WHAT THE TASK REQUIRES ->
Transcribe each entry so that nothing differs from the original.

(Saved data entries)
= = = =

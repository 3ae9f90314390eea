//! GitLab MCP Server
//!
//! A Model Context Protocol server exposing GitLab as a catalog of tools.
//!
//! ## Catalog
//!
//! Tools are grouped by entity (core, milestones, work items, releases,
//! variables, webhooks, refs, integrations, files). Each entity owns a
//! registry; the [`RegistryManager`](tools::RegistryManager) merges them and
//! filters the result:
//!
//! ```text
//! env gates (USE_*) → read-only mode → allow list / deny regex → denied actions → tier
//! ```
//!
//! Most tools are action-based: one tool per entity and intent, with an
//! `action` field selecting the operation (`browse_milestones` with
//! `action = "list"`). Filtering works per action, so a read-only server
//! still lists `manage_integration` with only its `get` action.
//!
//! ## Example Configuration
//!
//! ```toml
//! [gitlab]
//! url = "https://gitlab.example.com"
//! # token from GITLAB_TOKEN env var
//!
//! [tools]
//! read_only = true
//! denied_tools_regex = "^manage_variable$"
//! denied_actions = ["browse_files:download"]
//! profile = "developer"
//! ```

pub mod auth;
pub mod catalog;
pub mod cli;
pub mod config;
pub mod error;
pub mod gitlab;
pub mod server;
pub mod tools;
pub mod transport;
pub mod util;

pub use config::{AppConfig, load_config};
pub use error::{ConfigError, GitLabError, ToolError};
pub use server::GitLabMcpHandler;
pub use tools::RegistryManager;
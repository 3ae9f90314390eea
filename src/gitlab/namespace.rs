//! Project-or-group namespace resolution
//!
//! Several GitLab resources (milestones, variables, webhooks, releases on
//! groups) exist under both `projects/:id` and `groups/:id`. Callers pass a
//! single `namespace` argument; we probe the project resource and fall back to
//! the group-scoped path when it 404s.

use crate::error::{GitLabResult, ToolError, ToolResult};
use crate::gitlab::GitLabClient;
use serde_json::Value;
use tracing::debug;

/// Which API tree a namespace lives under
#[derive(Debug, Clone, Copy, PartialEq, Eq)]
pub enum NamespaceScope {
    Project,
    Group,
}

impl NamespaceScope {
    pub fn as_str(&self) -> &'static str {
        match self {
            NamespaceScope::Project => "project",
            NamespaceScope::Group => "group",
        }
    }

    fn collection(&self) -> &'static str {
        match self {
            NamespaceScope::Project => "projects",
            NamespaceScope::Group => "groups",
        }
    }
}

/// A namespace with its scope decided and its path URL-encoded
#[derive(Debug, Clone, PartialEq, Eq)]
pub struct ResolvedNamespace {
    pub scope: NamespaceScope,
    pub encoded: String,
}

impl ResolvedNamespace {
    pub fn project(namespace: &str) -> Self {
        Self {
            scope: NamespaceScope::Project,
            encoded: GitLabClient::encode_path(namespace),
        }
    }

    pub fn group(namespace: &str) -> Self {
        Self {
            scope: NamespaceScope::Group,
            encoded: GitLabClient::encode_path(namespace),
        }
    }

    /// `/projects/<enc>/<suffix>` or `/groups/<enc>/<suffix>`
    pub fn path(&self, suffix: &str) -> String {
        let suffix = suffix.trim_start_matches('/');
        if suffix.is_empty() {
            format!("/{}/{}", self.scope.collection(), self.encoded)
        } else {
            format!("/{}/{}/{}", self.scope.collection(), self.encoded, suffix)
        }
    }
}

/// Probe `GET /projects/:id`; a 404 means the namespace is treated as a group.
///
/// The group is not probed: the caller's group-scoped request reports its own
/// 404 if the group does not exist either.
pub async fn resolve_namespace(
    client: &GitLabClient,
    namespace: &str,
) -> GitLabResult<ResolvedNamespace> {
    let project = ResolvedNamespace::project(namespace);
    match client.get::<Value>(&project.path("")).await {
        Ok(_) => Ok(project),
        Err(e) if e.is_not_found() => {
            debug!(namespace, "Not a project, using group scope");
            Ok(ResolvedNamespace::group(namespace))
        }
        Err(e) => Err(e),
    }
}

/// Full project-then-group check, returning the entity found
pub async fn verify_namespace(
    client: &GitLabClient,
    namespace: &str,
) -> ToolResult<(NamespaceScope, Value)> {
    let project = ResolvedNamespace::project(namespace);
    match client.get::<Value>(&project.path("")).await {
        Ok(value) => return Ok((NamespaceScope::Project, value)),
        Err(e) if e.is_not_found() => {}
        Err(e) => return Err(e.into()),
    }

    let group = ResolvedNamespace::group(namespace);
    match client.get::<Value>(&group.path("")).await {
        Ok(value) => Ok((NamespaceScope::Group, value)),
        Err(e) if e.is_not_found() => Err(ToolError::ResourceNotFound(format!(
            "namespace '{}' is neither a project nor a group",
            namespace
        ))),
        Err(e) => Err(e.into()),
    }
}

= = = =

RESPONSE TO THIS EXERCISE ->
repository 3ae9f90314390eea
//! GitLab MCP Server
//!
//! A Model Context Protocol server exposing GitLab as a catalog of tools.
//!
//! ## Catalog
//!
//! Tools are grouped by entity (core, milestones, work items, releases,
//! variables, webhooks, refs, integrations, files). Each entity owns a
//! registry; the [`RegistryManager`](tools::RegistryManager) merges them and
//! filters the result:
//!
//! ```text
//! env gates (USE_*) → read-only mode → allow list / deny regex → denied actions → tier
//! ```
//!
//! Most tools are action-based: one tool per entity and intent, with an
//! `action` field selecting the operation (`browse_milestones` with
//! `action = "list"`). Filtering works per action, so a read-only server
//! still lists `manage_integration` with only its `get` action.
//!
//! ## Example Configuration
//!
//! ```toml
//! [gitlab]
//! url = "https://gitlab.example.com"
//! # token from GITLAB_TOKEN env var
//!
//! [tools]
//! read_only = true
//! denied_tools_regex = "^manage_variable$"
//! denied_actions = ["browse_files:download"]
//! profile = "developer"
//! ```

pub mod auth;
pub mod catalog;
pub mod cli;
pub mod config;
pub mod error;
pub mod gitlab;
pub mod server;
pub mod tools;
pub mod transport;
pub mod util;

pub use config::{AppConfig, load_config};
pub use error::{ConfigError, GitLabError, ToolError};
pub use server::GitLabMcpHandler;
pub use tools::RegistryManager;
repository 3ae9f90314390eea
filename src/gitlab/namespace.rs
//! Project-or-group namespace resolution
//!
//! Several GitLab resources (milestones, variables, webhooks, releases on
//! groups) exist under both `projects/:id` and `groups/:id`. Callers pass a
//! single `namespace` argument; we probe the project resource and fall back to
//! the group-scoped path when it 404s.

use crate::error::{GitLabResult, ToolError, ToolResult};
use crate::gitlab::GitLabClient;
use serde_json::Value;
use tracing::debug;

/// Which API tree a namespace lives under
#[derive(Debug, Clone, Copy, PartialEq, Eq)]
pub enum NamespaceScope {
    Project,
    Group,
}

impl NamespaceScope {
    pub fn as_str(&self) -> &'static str {
        match self {
            NamespaceScope::Project => "project",
            NamespaceScope::Group => "group",
        }
    }

    fn collection(&self) -> &'static str {
        match self {
            NamespaceScope::Project => "projects",
            NamespaceScope::Group => "groups",
        }
    }
}

/// A namespace with its scope decided and its path URL-encoded
#[derive(Debug, Clone, PartialEq, Eq)]
pub struct ResolvedNamespace {
    pub scope: NamespaceScope,
    pub encoded: String,
}

impl ResolvedNamespace {
    pub fn project(namespace: &str) -> Self {
        Self {
            scope: NamespaceScope::Project,
            encoded: GitLabClient::encode_path(namespace),
        }
    }

    pub fn group(namespace: &str) -> Self {
        Self {
            scope: NamespaceScope::Group,
            encoded: GitLabClient::encode_path(namespace),
        }
    }

    /// `/projects/<enc>/<suffix>` or `/groups/<enc>/<suffix>`
    pub fn path(&self, suffix: &str) -> String {
        let suffix = suffix.trim_start_matches('/');
        if suffix.is_empty() {
            format!("/{}/{}", self.scope.collection(), self.encoded)
        } else {
            format!("/{}/{}/{}", self.scope.collection(), self.encoded, suffix)
        }
    }
}

/// Probe `GET /projects/:id`; a 404 means the namespace is treated as a group.
///
/// The group is not probed: the caller's group-scoped request reports its own
/// 404 if the group does not exist either.
pub async fn resolve_namespace(
    client: &GitLabClient,
    namespace: &str,
) -> GitLabResult<ResolvedNamespace> {
    let project = ResolvedNamespace::project(namespace);
    match client.get::<Value>(&project.path("")).await {
        Ok(_) => Ok(project),
        Err(e) if e.is_not_found() => {
            debug!(namespace, "Not a project, using group scope");
            Ok(ResolvedNamespace::group(namespace))
        }
        Err(e) => Err(e),
    }
}

/// Full project-then-group check, returning the entity found
pub async fn verify_namespace(
    client: &GitLabClient,
    namespace: &str,
) -> ToolResult<(NamespaceScope, Value)> {
    let project = ResolvedNamespace::project(namespace);
    match client.get::<Value>(&project.path("")).await {
        Ok(value) => return Ok((NamespaceScope::Project, value)),
        Err(e) if e.is_not_found() => {}
        Err(e) => return Err(e.into()),
    }

    let group = ResolvedNamespace::group(namespace);
    match client.get::<Value>(&group.path("")).await {
        Ok(value) => Ok((NamespaceScope::Group, value)),
        Err(e) if e.is_not_found() => Err(ToolError::ResourceNotFound(format!(
            "namespace '{}' is neither a project nor a group",
            namespace
        ))),
        Err(e) => Err(e.into()),
    }
}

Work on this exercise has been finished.